Can Etihad Airways help airberlin to profit?
This week airberlin jointly hosted a spectacular press conference in Berlin with its major shareholder Etihad Airways, to confirm Etihad’s long-term commitment to the relationship, and to unveil an A320 painted in a mix of the airlines’ corporate colour schemes. anna.aero was there and listened with interest to the presentations made by both airlines. With airberlin’s aspirations to be a global airline, its fleet of just 14 A330s is insufficient to give it much of a presence in the long-haul market. In fact, the widebody aircraft are used extensively on some of the Palma routes in summer as well as the airline’s modest transatlantic network, and flights to Abu Dhabi.
The codeshare arrangement with Etihad allows airberlin to access 33 African, Asian and Middle East, destinations via Abu Dhabi. Emirates and Qatar Airways will be competing for this traffic via their well-connected hubs in Dubai and Doha, while Lufthansa serves around 20 destinations in Asia non-stop from its Frankfurt hub. Lufthansa has been active in its attempts to restrict the number of German airports into which the MEB3 carriers can operate. The following table reflects the number of weekly flights available from each carrier into their respective hubs from Germany.
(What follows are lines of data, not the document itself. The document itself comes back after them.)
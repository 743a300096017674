// ABOUTME: MCP server exposing the component prompt pipeline as tools
// ABOUTME: Every tool answers with text; pipeline failures never use the protocol error channel

use rmcp::{
    handler::server::{router::tool::ToolRouter, wrapper::Parameters},
    model::{CallToolResult, Content, Implementation, ServerCapabilities, ServerInfo},
    tool, tool_handler, tool_router, ErrorData as McpError, ServerHandler,
};
use schemars::JsonSchema;
use serde::{Deserialize, Serialize};
use std::path::{Path, PathBuf};
use utgen_core::{list_components, PromptPipeline, UtgenConfig};

pub const SERVER_NAME: &str = "unit-test-generator";

const INSTRUCTIONS: &str = "Generates prompts for writing component unit tests. \
Call generate-test-prompt with a componentName (directory name under src/components of the \
project named by PROJECT_PATH) to receive the component source, its type definitions and the \
type definitions of the components it imports, together with the testing requirements. \
Use list-components to discover component names.";

#[derive(Debug, Deserialize, JsonSchema)]
#[serde(rename_all = "camelCase")]
pub struct GenerateTestPromptRequest {
    /// Component directory name, e.g. "Button"
    pub component_name: String,
    /// Explicit component directory, used instead of <project>/src/components/<componentName>
    #[serde(default)]
    pub component_path: Option<String>,
}

#[derive(Debug, Default, Deserialize, JsonSchema)]
#[serde(rename_all = "camelCase")]
pub struct ListComponentsRequest {
    /// Directory to list (default: the project's src/components)
    #[serde(default)]
    pub components_dir: Option<String>,
}

#[derive(Debug, Serialize)]
struct ComponentListing {
    components: Vec<String>,
}

#[derive(Clone)]
pub struct TestPromptServer {
    pipeline: PromptPipeline,
    /// Tool router for handling tool calls
    tool_router: ToolRouter<Self>,
}

#[tool_router]
impl TestPromptServer {
    pub fn new(config: &UtgenConfig) -> Self {
        Self::with_pipeline(PromptPipeline::with_tracing(config.resolver()))
    }

    pub fn with_pipeline(pipeline: PromptPipeline) -> Self {
        Self {
            pipeline,
            tool_router: Self::tool_router(),
        }
    }

    #[tool(
        name = "generate-test-prompt",
        description = "Build a unit-test generation prompt for a component. Returns: the component implementation, its type definitions, type definitions of directly imported @/components dependencies, and the testing requirements. Required: componentName. Optional: componentPath."
    )]
    async fn generate_test_prompt(
        &self,
        params: Parameters<GenerateTestPromptRequest>,
    ) -> Result<CallToolResult, McpError> {
        let request = params.0;
        let text = self.render_test_prompt(&request).await;
        Ok(CallToolResult::success(vec![Content::text(text)]))
    }

    #[tool(
        name = "list-components",
        description = "List component directory names. Returns: JSON object {\"components\": [...]}. Optional: componentsDir (defaults to the project's src/components)."
    )]
    async fn list_components(
        &self,
        params: Parameters<ListComponentsRequest>,
    ) -> Result<CallToolResult, McpError> {
        let request = params.0;
        let text = self.render_component_list(&request).await;
        Ok(CallToolResult::success(vec![Content::text(text)]))
    }
}

impl TestPromptServer {
    pub async fn render_test_prompt(&self, request: &GenerateTestPromptRequest) -> String {
        tracing::info!(
            component = %request.component_name,
            component_path = ?request.component_path,
            "generate-test-prompt"
        );
        self.pipeline
            .generate_text(
                &request.component_name,
                request.component_path.as_deref().map(Path::new),
            )
            .await
    }

    pub async fn render_component_list(&self, request: &ListComponentsRequest) -> String {
        let dir = request
            .components_dir
            .as_ref()
            .map(PathBuf::from)
            .unwrap_or_else(|| self.pipeline.resolver().resolve());

        match list_components(&dir).await {
            Ok(components) => serde_json::to_string_pretty(&ComponentListing { components })
                .unwrap_or_else(|e| format!("Error listing components: {}", e)),
            Err(e) => {
                tracing::warn!("Failed to list components in {}: {}", dir.display(), e);
                format!("Error listing components: {}", e)
            }
        }
    }
}

#[tool_handler]
impl ServerHandler for TestPromptServer {
    fn get_info(&self) -> ServerInfo {
        ServerInfo {
            server_info: Implementation {
                name: SERVER_NAME.into(),
                version: env!("CARGO_PKG_VERSION").into(),
                ..Implementation::from_build_env()
            },
            instructions: Some(INSTRUCTIONS.into()),
            capabilities: ServerCapabilities::builder().enable_tools().build(),
            ..Default::default()
        }
    }
}

#[cfg(test)]
mod tests {
    use super::*;
    use std::fs;

    fn server_for(root: &Path) -> TestPromptServer {
        TestPromptServer::new(&UtgenConfig {
            project_root: Some(root.to_path_buf()),
            ..Default::default()
        })
    }

    #[test]
    fn advertises_both_tools() {
        let server = server_for(Path::new("/nonexistent"));
        let mut names: Vec<String> = server
            .tool_router
            .list_all()
            .into_iter()
            .map(|tool| tool.name.to_string())
            .collect();
        names.sort();
        assert_eq!(names, vec!["generate-test-prompt", "list-components"]);
    }

    #[test]
    fn server_info_enables_tools() {
        let info = server_for(Path::new("/nonexistent")).get_info();
        assert!(info.capabilities.tools.is_some());
        assert_eq!(info.server_info.name, SERVER_NAME);
        assert!(info.instructions.unwrap().contains("generate-test-prompt"));
    }

    #[tokio::test]
    async fn missing_component_is_reported_as_text() {
        let project = tempfile::tempdir().expect("tempdir");
        let server = server_for(project.path());

        let text = server
            .render_test_prompt(&GenerateTestPromptRequest {
                component_name: "Nope".to_string(),
                component_path: None,
            })
            .await;
        assert!(text.starts_with("Files not found for component 'Nope'"));
    }

    #[tokio::test]
    async fn component_path_overrides_project_layout() {
        let project = tempfile::tempdir().expect("tempdir");
        let custom = tempfile::tempdir().expect("tempdir");
        fs::write(custom.path().join("Card.tsx"), "export const Card = () => null;").unwrap();

        let text = server_for(project.path())
            .render_test_prompt(&GenerateTestPromptRequest {
                component_name: "Card".to_string(),
                component_path: Some(custom.path().to_string_lossy().into_owned()),
            })
            .await;
        assert!(text.contains("export const Card = () => null;"));
    }

    #[tokio::test]
    async fn lists_default_components_dir_as_json() {
        let project = tempfile::tempdir().expect("tempdir");
        let components = project.path().join("src/components");
        fs::create_dir_all(components.join("Input")).unwrap();
        fs::create_dir_all(components.join("Alert")).unwrap();

        let text = server_for(project.path())
            .render_component_list(&ListComponentsRequest::default())
            .await;
        let value: serde_json::Value = serde_json::from_str(&text).unwrap();
        assert_eq!(value["components"], serde_json::json!(["Alert", "Input"]));
    }

    #[tokio::test]
    async fn listing_failure_is_text() {
        let project = tempfile::tempdir().expect("tempdir");
        let missing: PathBuf = project.path().join("missing");

        let text = server_for(project.path())
            .render_component_list(&ListComponentsRequest {
                components_dir: Some(missing.to_string_lossy().into_owned()),
            })
            .await;
        assert!(text.starts_with("Error listing components:"));
    }
}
|Airport||Emirates (DXB)||Qatar Airways (DOH)||Etihad Airways / airberlin (AUH)|
|Frankfurt||EK 21||QR 14||EY 14|
|Munich||EK 14||QR 14||EY 14|
|Düsseldorf||EK 14||AB 7, EY 7|
|Berlin Tegel||QR 7||AB 7|
|Source: Innovata / Diio Mi for w/c 11 August 2014|
The UK now a Q400 niche market of just one route
Back in the summer of 2006, airberlin operated over 20 flights per day from London Stansted to 12 destinations, including domestic routes to Belfast City, Glasgow and Manchester. After the domestic routes were abandoned the following year, the German routes were gradually phased out, or moved to London Gatwick (and then phased out), leaving airberlin with just a single UK service, from Stansted to Düsseldorf, flown up to thrice-daily by the airline’s Q400s operated by LGW (that’s Luftfahrt Gesellschaft Walter and not London Gatwick). These Q400 flights are the only daily turboprop operation at London Stansted, creating further uncertainty about the future of the service. However, airberlin passengers are able to access a wide range of UK services thanks to the airline’s membership of the oneworld alliance, enabling it to codeshare on British Airways’ network of flights between London Heathrow and Germany, as well as domestic connections at Heathrow to other UK destinations.